No papel, a competição de longas nacionais promete um páreo duro na briga pelos Kikitos. As produções representam quatro das cinco regiões do país: Centro-Oeste, Nordeste, Sudeste e Sul. Os gêneros são variados — há drama, comédia, faroeste —, e todos os títulos farão no Palácio dos Festivais sua primeira exibição nacional.
— Isso atesta o desejo dos grandes e novos realizadores de apresentar seus filmes aqui, como primeira tela no Brasil. É uma honra e uma alegria saber como o festival se mantém importante no universo cinematográfico nacional. Gramado é um festival onde os filmes nascem, em suas telas e seus debates — comentou Santuário.
Vale ressaltar a presença do olhar feminino: quatro dos sete filmes são dirigidos por mulheres.
Coprodução entre Mato do Grosso do Sul e São Paulo, Cidade; Campo tem a assinatura de Juliana Rojas, coautora, com Marcos Dutra, de Trabalhar Cansa (2011) e As Boas Maneiras (2017). O filme trata da migração entre o meio urbano e o rural em histórias protagonizadas por Fernanda Vianna, Mirella Façanha e Bruna Linzmeyer e valeu a Rojas o troféu de melhor direção na mostra Encounters (dedicada a cineastas independentes) do Festival de Berlim.
Pasárgada (RJ) marca a estreia como diretora da atriz Dira Paes, vencedora do Kikito de melhor coadjuvante por Noite de São João, em 2003, e do prêmio de atriz em curtas nacionais por Ribeirinhos do Asfalto, em 2011. Ela mesma faz o papel principal, o de uma ornitóloga solitária que, durante projeto de pesquisa no meio da floresta, "redescobre sua tropicalidade após conhecer Manuel (Humberto Carrão), um jovem guia que fala a língua dos pássaros e traz à tona seus dilemas como mulher, mãe e profissional".
O Clube das Mulheres de Negócios (SP) promove o retorno a Gramado de Anna Muylaert, realizadora de Durval Discos (2002), vencedor de sete Kikitos, e de É Proibido Fumar (2009), ganhador de oito Candangos no Festival de Brasília, e Que Horas Ela Volta? (2015), laureado em Berlim e em Sundance.
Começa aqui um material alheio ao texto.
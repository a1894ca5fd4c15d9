use crate::cli::{Args, Command, SourceArgs};
use anyhow::{Context, bail};
use clap::Parser;
use ontoscan::{
    Entity, EntityQuery, Found, OntologyGraph, RdfFormat, RdfSource, ScanOptions, ScanResult,
    TreeOptions, TripleStore, UnresolvedPolicy, render_class_tree, render_property_tree,
};
use serde::Serialize;
use std::ffi::OsStr;
use std::fs::File;
use std::io::{self, BufWriter, Write, stdout};
use std::path::Path;
use tracing::debug;
use tracing_subscriber::layer::SubscriberExt;
use tracing_subscriber::util::SubscriberInitExt;
use tracing_subscriber::{EnvFilter, fmt};

mod cli;

pub fn main() -> anyhow::Result<()> {
    let args = Args::parse();
    init_tracing(args.log_json);
    match args.command {
        Command::Summary { source, json } => {
            let graph = load(&source)?;
            let summary = Summary::new(&graph);
            let mut out = stdout().lock();
            if json {
                serde_json::to_writer_pretty(&mut out, &summary)?;
                writeln!(out)?;
            } else {
                summary.write_text(&mut out)?;
            }
            out.flush()?;
            Ok(())
        }
        Command::Tree {
            source,
            properties,
            no_ids,
        } => {
            let graph = load(&source)?;
            let options = TreeOptions::new().with_ids(!no_ids);
            let mut out = if properties {
                render_property_tree(graph.result(), stdout().lock(), options)?
            } else {
                render_class_tree(graph.result(), stdout().lock(), options)?
            };
            out.flush()?;
            Ok(())
        }
        Command::Find {
            query,
            source,
            properties,
        } => {
            let graph = load(&source)?;
            let result = graph.result();
            let entity_query = EntityQuery::guess(&query);
            if entity_query.is_empty() {
                bail!("The query must not be empty")
            }
            let mut out = stdout().lock();
            let (kind, count) = if properties {
                (
                    "property",
                    write_found(result.get_property(entity_query), result, &mut out)?,
                )
            } else {
                (
                    "class",
                    write_found(result.get_class(entity_query), result, &mut out)?,
                )
            };
            out.flush()?;
            if count == 0 {
                bail!("No {kind} matches '{query}'")
            }
            Ok(())
        }
        Command::Namespaces { source } => {
            let graph = load(&source)?;
            let mut out = stdout().lock();
            for namespace in graph.result().namespaces() {
                writeln!(out, "{namespace}")?;
            }
            out.flush()?;
            Ok(())
        }
        Command::Dump {
            source,
            to_file,
            to_format,
        } => {
            let format = if let Some(format) = to_format {
                rdf_format_from_name(&format)?
            } else if let Some(file) = &to_file {
                rdf_format_from_path(file)?
            } else {
                bail!("The --to-format option must be set when writing to stdout")
            };
            let graph = load(&source)?;
            if let Some(file) = to_file {
                close_file_writer(graph.serialize(format, BufWriter::new(File::create(file)?))?)?;
            } else {
                graph.serialize(format, stdout().lock())?.flush()?;
            }
            Ok(())
        }
    }
}

fn init_tracing(json: bool) {
    let filter = EnvFilter::try_from_default_env().unwrap_or_else(|_| EnvFilter::new("warn"));
    let registry = tracing_subscriber::registry().with(filter);
    if json {
        registry
            .with(fmt::layer().json().with_writer(io::stderr))
            .init();
    } else {
        registry.with(fmt::layer().with_writer(io::stderr)).init();
    }
}

/// Loads all the sources into the same store and scans it.
fn load(args: &SourceArgs) -> anyhow::Result<OntologyGraph> {
    let format = args
        .format
        .as_deref()
        .map(rdf_format_from_name)
        .transpose()?;
    let mut store = TripleStore::new();
    for location in &args.sources {
        let mut source = if is_uri(location) {
            RdfSource::from_uri(location)
        } else {
            RdfSource::from_path(location)
        };
        if let Some(format) = format {
            source = source.with_format(format);
        }
        if let Some(base) = &args.base {
            source = source.with_base_iri(base);
        }
        store
            .load(source)
            .with_context(|| format!("Failed to load {location}"))?;
    }
    let options = ScanOptions::new()
        .with_unresolved_supertypes(if args.keep_unresolved_supertypes {
            UnresolvedPolicy::Retain
        } else {
            UnresolvedPolicy::Drop
        })
        .with_unresolved_domain_range(if args.drop_unresolved_domain_range {
            UnresolvedPolicy::Drop
        } else {
            UnresolvedPolicy::Retain
        });
    let graph = OntologyGraph::from_store_with_options(store, options)
        .context("Failed to scan the graph")?;
    debug!(graph = %graph, "Graph scanned");
    Ok(graph)
}

fn is_uri(location: &str) -> bool {
    ["http://", "https://", "file://", "www."]
        .iter()
        .any(|prefix| location.starts_with(prefix))
}

/// Writes one line per found entity and returns the number of lines.
fn write_found<E: Entity>(
    found: Found<'_, E>,
    result: &ScanResult,
    out: &mut impl Write,
) -> io::Result<usize> {
    let entities = found.into_vec();
    for entity in &entities {
        write!(
            out,
            "[{}] {} <{}>",
            entity.id(),
            entity.qname(result.namespaces()),
            entity.uri()
        )?;
        if let Some(label) = entity.best_label(Some("en")) {
            write!(out, " \"{label}\"")?;
        }
        writeln!(out)?;
    }
    Ok(entities.len())
}

#[derive(Serialize)]
struct Summary<'a> {
    #[serde(skip_serializing_if = "Option::is_none")]
    source: Option<&'a str>,
    triples: usize,
    ontologies: Vec<&'a str>,
    classes: usize,
    properties: PropertyCounts,
    top_layer: Vec<String>,
}

#[derive(Serialize)]
struct PropertyCounts {
    total: usize,
    annotation: usize,
    object: usize,
    datatype: usize,
}

impl<'a> Summary<'a> {
    fn new(graph: &'a OntologyGraph) -> Self {
        let result = graph.result();
        Self {
            source: graph.store().source_iri(),
            triples: graph.triple_count(),
            ontologies: result.ontologies().iter().map(Entity::uri).collect(),
            classes: result.classes().len(),
            properties: PropertyCounts {
                total: result.properties().len(),
                annotation: result.annotation_properties().count(),
                object: result.object_properties().count(),
                datatype: result.datatype_properties().count(),
            },
            top_layer: result
                .top_layer()
                .map(|class| class.qname(result.namespaces()))
                .collect(),
        }
    }

    fn write_text(&self, out: &mut impl Write) -> io::Result<()> {
        if let Some(source) = self.source {
            writeln!(out, "Source: {source}")?;
        }
        writeln!(out, "Triples: {}", self.triples)?;
        writeln!(out, "Ontologies: {}", self.ontologies.len())?;
        for ontology in &self.ontologies {
            writeln!(out, "    <{ontology}>")?;
        }
        writeln!(out, "Classes: {}", self.classes)?;
        writeln!(
            out,
            "Properties: {} (annotation: {}, object: {}, datatype: {})",
            self.properties.total,
            self.properties.annotation,
            self.properties.object,
            self.properties.datatype
        )?;
        writeln!(out, "Top layer: {}", self.top_layer.join(", "))
    }
}

fn rdf_format_from_path(path: &Path) -> anyhow::Result<RdfFormat> {
    let Some(ext) = path.extension().and_then(OsStr::to_str) else {
        bail!(
            "The path {} has no extension to guess a file format from",
            path.display()
        )
    };
    RdfFormat::from_extension(ext).with_context(|| {
        format!("Not able to guess the file format from file name extension '{ext}'")
    })
}

fn rdf_format_from_name(name: &str) -> anyhow::Result<RdfFormat> {
    if let Some(t) = RdfFormat::from_extension(name) {
        return Ok(t);
    }
    if let Some(t) = RdfFormat::from_media_type(name) {
        return Ok(t);
    }
    bail!("The file format '{name}' is unknown")
}

fn close_file_writer(writer: BufWriter<File>) -> io::Result<()> {
    let mut file = writer
        .into_inner()
        .map_err(io::IntoInnerError::into_error)?;
    file.flush()?;
    file.sync_all()
}

#[cfg(test)]
#[expect(clippy::panic_in_result_fn)]
mod tests {
    use super::*;

    #[test]
    fn uri_detection() {
        assert!(is_uri("http://example.com/onto.ttl"));
        assert!(is_uri("www.w3.org/2002/07/owl"));
        assert!(!is_uri("data/pizza.ttl"));
    }

    #[test]
    fn format_names() -> anyhow::Result<()> {
        assert_eq!(rdf_format_from_name("ttl")?, RdfFormat::Turtle);
        assert_eq!(rdf_format_from_name("application/n-triples")?, RdfFormat::NTriples);
        assert!(rdf_format_from_name("foo").is_err());
        assert!(rdf_format_from_path(Path::new("out")).is_err());
        Ok(())
    }
}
Trata-se de uma comédia ambientada em um mundo imaginário onde os estereótipos de gênero estão invertidos. Na trama, conforme Muylaert contou em entrevista em novembro de 2023, "mulheres poderosas, num dia de folga, recebem a visita de dois jornalistas. Uma série de situações absurdas vai revelando questões de gênero e de classe". O elenco inclui Irene Ravache, Louise Cardoso, Grace Gianoukas, Cristina Pereira, Itala Nandi e Polly Marinho.
Representando o Rio Grande do Norte, Filhos do Mangue é dirigido por Eliane Caffé, de Narradores de Javé (2003), que levou nove prêmios Calunga no Festival de Recife. Segundo a sinopse, um homem (Felipe Camargo) aparece ferido e sem memória em uma comunidade ribeirinha. A população o acusa de roubo e, em um julgamento popular, vem à tona uma trama que envolve desvio de verba pública, exploração da prostituição e violência doméstica.
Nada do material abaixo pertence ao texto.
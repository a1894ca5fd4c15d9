#![doc = include_str!("../README.md")]
#![doc(test(attr(deny(warnings))))]
#![cfg_attr(docsrs, feature(doc_auto_cfg))]

mod entity;
mod error;
mod graph;
mod http;
mod lookup;
mod namespace;
mod query;
mod scan;
mod source;
mod store;
mod tree;
pub mod vocab;

pub use crate::entity::{
    Class, ClassId, ClassRef, Entity, EntityHandle, Hierarchical, Ontology, Property, PropertyId,
    PropertyKind,
};
pub use crate::error::{LoadError, OntologyGraphError, QueryError, ScanError};
pub use crate::graph::OntologyGraph;
pub use crate::lookup::{EntityQuery, Found};
pub use crate::namespace::{Namespace, Namespaces, infer_prefix};
pub use crate::query::{
    CLASS_TYPES, Hierarchy, PROPERTY_TYPES, PredicateObject, QueryRow, SchemaQueries,
};
pub use crate::scan::{ScanOptions, ScanResult, Scanner, UnresolvedPolicy};
pub use crate::source::{RdfSource, guess_format};
pub use crate::store::TripleStore;
pub use crate::tree::{TreeOptions, render_class_tree, render_property_tree};
pub use oxrdfio::RdfFormat;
No papel, tem similaridade com Oeste Outra Vez. É outro faroeste de Erico Rassi, diretor de Comeback: Um Matador Nunca se Aposenta (2016). Agora, em um lugar isolado no sertão de Goiás, "homens rudes, incapazes de lidar com suas próprias fragilidades, são constantemente abandonados pelas mulheres que amam. Tristes e amargurados, eles se voltam violentamente uns contra os outros". No elenco, Ângelo Antônio, Babu Santana e Tuanny Araújo.
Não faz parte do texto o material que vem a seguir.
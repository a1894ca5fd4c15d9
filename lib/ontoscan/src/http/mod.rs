#[cfg(any(not(feature = "http-client"), target_family = "wasm"))]
mod dummy;
#[cfg(all(feature = "http-client", not(target_family = "wasm")))]
mod simple;

#[cfg(any(not(feature = "http-client"), target_family = "wasm"))]
pub use dummy::Client;
#[cfg(all(feature = "http-client", not(target_family = "wasm")))]
pub use simple::Client;

/// Media types asked for when fetching a remote ontology, most specific first.
pub const RDF_ACCEPT: &str = "text/turtle, application/rdf+xml;q=0.9, application/n-triples;q=0.8, text/n3;q=0.7, application/ld+json;q=0.6, */*;q=0.1";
Os outros dois títulos da competição geram bastante expectativa. Barba Ensopada de Sangue (SP) é a versão do cineasta Aly Muritiba — dos premiados filmes Para Minha Amada Morta (2015), Jesus Kid (2021) e Deserto Particular (2021), do documentário O Caso Evandro (2021) e da série Cangaço Novo (2023-) — para o romance do escritor Daniel Galera, ganhador do Prêmio São Paulo em 2013. O personagem principal é vivido por um dos atores mais badalados do momento, Gabriel Leone, que foi coadjuvante na cinebiografia Ferrari (2023), do veterano Michael Mann, e que vai estrelar a minissérie da Netflix sobre Ayrton Senna. Segundo o resumo divulgado pelo Festival de Gramado, o protagonista com uma condição neurológica que o impede de reconhecer rostos ganhou nome (Gabriel), e o cenário mudou de Garopaba, em Santa Catarina, para a praia da Armação, no litoral paulista. Lá, ele investiga o sumiço de seu avô, uma figura misteriosa e algo mítica, e "uma cidade que quer enterrar seu passado a qualquer custo".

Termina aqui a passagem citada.